Cool Forests
Trees act as air conditioners, cooling the atmosphere near the ground through evapotranspiration. Mammals make use of the evaporative cooling effect of water when they sweat and pant during physical exertion: evaporation from the skin and tongue cools the blood under the surface, helping the animal to regulate its temperature. The trees of the Amazon release 20 billion tonnes of water to the atmosphere each day. The equivalent energy used by this process is equal to the largest hydrodam in the world (in Brazil) operating at maximum power for 145 years. Old-growth tropical forests are able to maintain transpiration during the dry season because the trees can tap into deep soil water reserves, unlike shallow-rooting crops and pasture grasses.

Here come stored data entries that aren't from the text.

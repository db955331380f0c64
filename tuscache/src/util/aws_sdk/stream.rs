use aws_smithy_async::future::pagination_stream::PaginationStream;
use futures::stream::{self, BoxStream, StreamExt};

/// Adapts the SDK's paginator output into a regular [`futures::Stream`] so the usual combinators
/// (`try_collect`, `try_for_each` and friends) can be used on it.
pub(crate) trait IntoStream {
    type Item;

    fn into_stream(self) -> BoxStream<'static, Self::Item>;
}

impl<T> IntoStream for PaginationStream<T>
where
    T: Send + Unpin + 'static,
{
    type Item = T;

    fn into_stream(self) -> BoxStream<'static, Self::Item> {
        stream::unfold(self, |mut pages| async move {
            pages.next().await.map(|page| (page, pages))
        })
        .boxed()
    }
}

The huge amount of energy used by evapotranspiration in the forest is released higher in the atmosphere when water vapour condenses into clouds. Tropical rainfall provides three quarters of the energy that drives the
atmospheric wind circulation through the release of this energy (called latent heat). The clouds that form over tropical forests reflect incoming sunlight (solar radiation), shading the land and helping to reduce surface heating, although there is still some uncertainty about this process. New research in boreal forests suggests that these forests also play a role in cooling the climate by releasing chemicals such as terpenes that act as cloud condensation particles - making clouds reflect more sunlight.
Carbon Sequestration
Because plants and soils have a high carbon content, intact tropical forests are a giant reservoir or store of carbon. They store about a quarter of the carbon in the terrestrial biosphere. Trees absorb CO
2 from the atmosphere during photosynthesis to create the carbohydrates they need to burn as fuel, to grow and reproduce. Tropical forests appear to be sequestering (i.e. absorbing and storing) large amounts of carbon annually – between about a half and one tonne of carbon per hectare per year. Outside the tropics, old-growth boreal and temperate forests appear to be sequestering even more carbon per hectare - around 2.5 tonnes per year.

The continual primary productivity of tropical forests can be seen from space. Click on the image to view a global model of the earth's carbon metabolism from the
NASA Earth Observatory.
Deforestation released about 1.6 billion tonnes of carbon per year during the 1990s, chiefly in the tropics. Studies of the atmosphere suggest that tropical forests are carbon neutral or carbon sinks, which implies that carbon sequestration by undisturbed tropical ecosystems offsets deforestation emissions. If we assume that about as much carbon is sequestered by forests as is released by deforestation and that carbon emissions have a particular cost, then tropical forests are providing a ‘free offsetting service’ worth about €40-90 billion each year.
In summary, the benefits to human wellbeing of the climate regulation processes of evaporative cooling and carbon sequestration in tropical forests outweigh the global warming effect of deforestation. But more research into forest-atmosphere interactions is needed.